**RECORDS PROVIDED**
* * * *

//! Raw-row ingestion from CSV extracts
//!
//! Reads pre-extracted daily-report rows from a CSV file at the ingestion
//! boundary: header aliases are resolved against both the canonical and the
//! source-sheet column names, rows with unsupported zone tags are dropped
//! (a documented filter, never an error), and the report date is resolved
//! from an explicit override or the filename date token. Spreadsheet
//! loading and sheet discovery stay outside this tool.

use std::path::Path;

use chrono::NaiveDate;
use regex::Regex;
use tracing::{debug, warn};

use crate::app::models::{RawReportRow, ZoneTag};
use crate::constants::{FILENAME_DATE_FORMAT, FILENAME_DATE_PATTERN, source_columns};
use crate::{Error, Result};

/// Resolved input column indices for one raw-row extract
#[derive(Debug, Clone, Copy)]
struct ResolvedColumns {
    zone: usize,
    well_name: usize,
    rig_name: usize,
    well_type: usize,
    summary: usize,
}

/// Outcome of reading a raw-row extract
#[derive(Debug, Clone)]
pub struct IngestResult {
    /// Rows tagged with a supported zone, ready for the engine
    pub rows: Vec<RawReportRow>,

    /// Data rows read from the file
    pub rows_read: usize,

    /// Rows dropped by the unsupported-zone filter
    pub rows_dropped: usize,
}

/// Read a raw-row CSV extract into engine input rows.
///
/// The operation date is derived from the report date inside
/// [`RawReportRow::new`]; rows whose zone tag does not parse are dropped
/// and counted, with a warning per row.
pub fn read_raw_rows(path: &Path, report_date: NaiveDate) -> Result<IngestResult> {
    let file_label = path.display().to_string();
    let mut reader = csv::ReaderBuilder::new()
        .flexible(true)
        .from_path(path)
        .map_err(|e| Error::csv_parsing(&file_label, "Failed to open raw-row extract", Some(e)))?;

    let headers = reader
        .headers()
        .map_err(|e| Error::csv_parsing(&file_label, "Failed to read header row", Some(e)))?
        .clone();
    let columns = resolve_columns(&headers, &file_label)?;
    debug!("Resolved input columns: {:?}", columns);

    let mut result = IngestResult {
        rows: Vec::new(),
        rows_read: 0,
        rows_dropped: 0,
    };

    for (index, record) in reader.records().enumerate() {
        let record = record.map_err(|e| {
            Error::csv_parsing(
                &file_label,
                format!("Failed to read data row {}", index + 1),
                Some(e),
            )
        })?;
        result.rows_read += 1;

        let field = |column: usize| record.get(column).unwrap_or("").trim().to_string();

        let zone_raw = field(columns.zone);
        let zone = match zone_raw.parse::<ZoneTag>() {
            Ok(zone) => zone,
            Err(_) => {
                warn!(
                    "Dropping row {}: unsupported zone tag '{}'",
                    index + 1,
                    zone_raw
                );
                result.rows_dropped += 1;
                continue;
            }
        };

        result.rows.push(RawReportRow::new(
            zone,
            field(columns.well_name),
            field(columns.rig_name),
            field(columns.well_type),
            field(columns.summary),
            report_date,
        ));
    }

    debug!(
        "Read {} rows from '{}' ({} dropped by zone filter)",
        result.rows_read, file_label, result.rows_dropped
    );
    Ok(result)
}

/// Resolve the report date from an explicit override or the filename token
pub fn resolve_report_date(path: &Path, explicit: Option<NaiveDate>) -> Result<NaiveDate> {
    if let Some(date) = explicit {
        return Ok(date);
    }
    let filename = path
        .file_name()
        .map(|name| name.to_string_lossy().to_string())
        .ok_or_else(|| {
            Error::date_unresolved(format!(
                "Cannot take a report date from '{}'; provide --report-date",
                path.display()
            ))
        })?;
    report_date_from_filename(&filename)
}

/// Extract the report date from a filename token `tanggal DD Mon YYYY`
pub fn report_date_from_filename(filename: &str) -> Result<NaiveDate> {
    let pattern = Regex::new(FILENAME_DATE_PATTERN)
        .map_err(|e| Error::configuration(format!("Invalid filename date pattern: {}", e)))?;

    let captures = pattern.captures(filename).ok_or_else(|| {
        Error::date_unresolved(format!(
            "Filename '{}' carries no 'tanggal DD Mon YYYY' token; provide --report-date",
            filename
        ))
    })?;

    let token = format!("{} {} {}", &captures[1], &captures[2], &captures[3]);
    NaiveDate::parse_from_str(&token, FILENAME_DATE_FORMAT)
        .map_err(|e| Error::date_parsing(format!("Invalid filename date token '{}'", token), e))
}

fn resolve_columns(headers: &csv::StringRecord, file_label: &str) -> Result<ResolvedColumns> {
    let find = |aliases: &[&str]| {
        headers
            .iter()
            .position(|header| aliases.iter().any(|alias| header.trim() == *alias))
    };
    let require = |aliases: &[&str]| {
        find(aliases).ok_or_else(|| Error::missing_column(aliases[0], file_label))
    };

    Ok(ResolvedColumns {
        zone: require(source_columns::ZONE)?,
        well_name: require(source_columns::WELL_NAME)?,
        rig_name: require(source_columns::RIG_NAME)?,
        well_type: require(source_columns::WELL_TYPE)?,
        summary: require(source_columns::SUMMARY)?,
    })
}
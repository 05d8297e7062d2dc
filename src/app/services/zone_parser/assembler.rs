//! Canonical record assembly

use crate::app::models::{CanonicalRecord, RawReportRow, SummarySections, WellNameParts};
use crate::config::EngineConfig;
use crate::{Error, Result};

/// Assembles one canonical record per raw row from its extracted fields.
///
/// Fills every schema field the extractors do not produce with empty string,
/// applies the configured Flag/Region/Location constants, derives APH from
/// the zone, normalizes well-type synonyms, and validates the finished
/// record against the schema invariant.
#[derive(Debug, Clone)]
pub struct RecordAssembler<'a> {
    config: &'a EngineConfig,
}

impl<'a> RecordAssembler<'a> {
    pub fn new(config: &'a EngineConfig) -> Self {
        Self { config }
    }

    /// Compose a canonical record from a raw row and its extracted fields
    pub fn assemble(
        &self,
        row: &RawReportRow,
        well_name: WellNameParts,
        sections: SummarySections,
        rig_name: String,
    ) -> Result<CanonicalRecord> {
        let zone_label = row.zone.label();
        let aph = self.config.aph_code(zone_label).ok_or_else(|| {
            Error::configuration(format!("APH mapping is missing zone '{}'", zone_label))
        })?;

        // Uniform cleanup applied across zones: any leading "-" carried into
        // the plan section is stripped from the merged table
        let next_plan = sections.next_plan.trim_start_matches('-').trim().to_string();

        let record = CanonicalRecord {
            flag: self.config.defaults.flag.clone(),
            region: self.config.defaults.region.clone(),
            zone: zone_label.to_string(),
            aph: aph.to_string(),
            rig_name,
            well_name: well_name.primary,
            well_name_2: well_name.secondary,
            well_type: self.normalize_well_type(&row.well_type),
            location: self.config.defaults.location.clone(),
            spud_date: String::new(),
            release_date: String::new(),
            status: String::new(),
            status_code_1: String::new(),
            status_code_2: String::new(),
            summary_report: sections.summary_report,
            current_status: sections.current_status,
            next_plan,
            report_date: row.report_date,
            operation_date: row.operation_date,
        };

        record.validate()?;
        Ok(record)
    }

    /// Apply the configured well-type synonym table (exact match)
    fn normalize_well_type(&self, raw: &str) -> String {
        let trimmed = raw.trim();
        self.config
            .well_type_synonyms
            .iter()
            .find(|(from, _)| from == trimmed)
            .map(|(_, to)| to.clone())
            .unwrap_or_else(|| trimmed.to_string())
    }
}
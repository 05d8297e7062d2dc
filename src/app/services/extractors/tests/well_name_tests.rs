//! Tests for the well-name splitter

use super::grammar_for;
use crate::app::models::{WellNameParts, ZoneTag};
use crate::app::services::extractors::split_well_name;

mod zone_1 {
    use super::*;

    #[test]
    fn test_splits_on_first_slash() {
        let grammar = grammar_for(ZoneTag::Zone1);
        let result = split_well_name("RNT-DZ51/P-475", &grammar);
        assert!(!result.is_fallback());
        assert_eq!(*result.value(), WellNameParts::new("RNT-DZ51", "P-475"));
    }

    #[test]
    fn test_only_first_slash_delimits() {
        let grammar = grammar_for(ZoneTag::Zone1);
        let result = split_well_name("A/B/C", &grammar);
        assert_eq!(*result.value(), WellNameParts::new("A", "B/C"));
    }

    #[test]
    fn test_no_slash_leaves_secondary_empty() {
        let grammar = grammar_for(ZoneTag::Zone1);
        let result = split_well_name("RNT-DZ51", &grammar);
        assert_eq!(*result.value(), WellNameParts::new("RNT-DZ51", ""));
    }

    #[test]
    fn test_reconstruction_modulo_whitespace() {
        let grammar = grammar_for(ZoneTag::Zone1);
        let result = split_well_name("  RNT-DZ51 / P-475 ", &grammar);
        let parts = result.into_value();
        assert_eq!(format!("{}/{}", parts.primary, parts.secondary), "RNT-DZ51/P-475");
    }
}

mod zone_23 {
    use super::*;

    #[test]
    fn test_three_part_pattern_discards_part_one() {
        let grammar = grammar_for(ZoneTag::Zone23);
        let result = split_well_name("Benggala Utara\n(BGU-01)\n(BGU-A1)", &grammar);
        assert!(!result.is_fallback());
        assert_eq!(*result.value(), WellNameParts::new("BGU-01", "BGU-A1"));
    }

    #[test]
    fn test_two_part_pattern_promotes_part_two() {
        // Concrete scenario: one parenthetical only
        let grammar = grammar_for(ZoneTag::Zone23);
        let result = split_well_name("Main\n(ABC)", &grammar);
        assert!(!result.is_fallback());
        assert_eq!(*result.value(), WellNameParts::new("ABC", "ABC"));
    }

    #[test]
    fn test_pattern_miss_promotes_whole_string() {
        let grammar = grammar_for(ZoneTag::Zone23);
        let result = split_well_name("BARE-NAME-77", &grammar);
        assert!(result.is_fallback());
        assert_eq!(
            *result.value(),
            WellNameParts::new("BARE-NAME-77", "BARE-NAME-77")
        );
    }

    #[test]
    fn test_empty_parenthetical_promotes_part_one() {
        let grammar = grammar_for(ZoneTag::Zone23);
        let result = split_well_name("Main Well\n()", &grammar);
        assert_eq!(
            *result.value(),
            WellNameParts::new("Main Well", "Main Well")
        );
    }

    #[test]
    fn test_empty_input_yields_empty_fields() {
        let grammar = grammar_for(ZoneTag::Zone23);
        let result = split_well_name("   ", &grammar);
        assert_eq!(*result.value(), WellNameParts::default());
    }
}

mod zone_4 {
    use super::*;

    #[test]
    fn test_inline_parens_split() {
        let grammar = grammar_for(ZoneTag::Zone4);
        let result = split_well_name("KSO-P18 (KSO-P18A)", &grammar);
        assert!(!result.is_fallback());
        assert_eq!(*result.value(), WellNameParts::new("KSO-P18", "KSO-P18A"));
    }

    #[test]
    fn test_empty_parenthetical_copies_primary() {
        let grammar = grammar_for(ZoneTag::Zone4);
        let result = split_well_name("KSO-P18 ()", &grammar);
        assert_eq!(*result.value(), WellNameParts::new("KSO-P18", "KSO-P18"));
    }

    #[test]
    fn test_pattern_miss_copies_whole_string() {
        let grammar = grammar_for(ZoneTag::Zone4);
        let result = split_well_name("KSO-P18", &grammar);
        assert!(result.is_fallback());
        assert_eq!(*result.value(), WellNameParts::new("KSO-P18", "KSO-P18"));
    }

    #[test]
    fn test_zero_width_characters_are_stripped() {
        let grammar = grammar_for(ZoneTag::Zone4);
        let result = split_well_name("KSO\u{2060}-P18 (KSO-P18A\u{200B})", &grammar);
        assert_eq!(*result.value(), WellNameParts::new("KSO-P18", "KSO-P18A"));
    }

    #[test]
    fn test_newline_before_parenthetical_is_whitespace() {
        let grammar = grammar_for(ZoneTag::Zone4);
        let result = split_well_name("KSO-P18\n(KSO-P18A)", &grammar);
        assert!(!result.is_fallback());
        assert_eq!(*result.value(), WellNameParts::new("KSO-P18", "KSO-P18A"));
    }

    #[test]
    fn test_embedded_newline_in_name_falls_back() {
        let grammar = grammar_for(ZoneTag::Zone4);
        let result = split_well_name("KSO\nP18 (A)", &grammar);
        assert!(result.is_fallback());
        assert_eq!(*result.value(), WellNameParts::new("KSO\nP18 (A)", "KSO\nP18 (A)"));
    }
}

* * * *

**BRIEF**
The listing above holds a line with "if let Some(date)" and a line with "take a report". Print the stretch from the first through the second, exactly and alone.

**EXERCISE ANSWER**
    if let Some(date) = explicit {
        return Ok(date);
    }
    let filename = path
        .file_name()
        .map(|name| name.to_string_lossy().to_string())
        .ok_or_else(|| {
            Error::date_unresolved(format!(
                "Cannot take a report date from '{}'; provide --report-date",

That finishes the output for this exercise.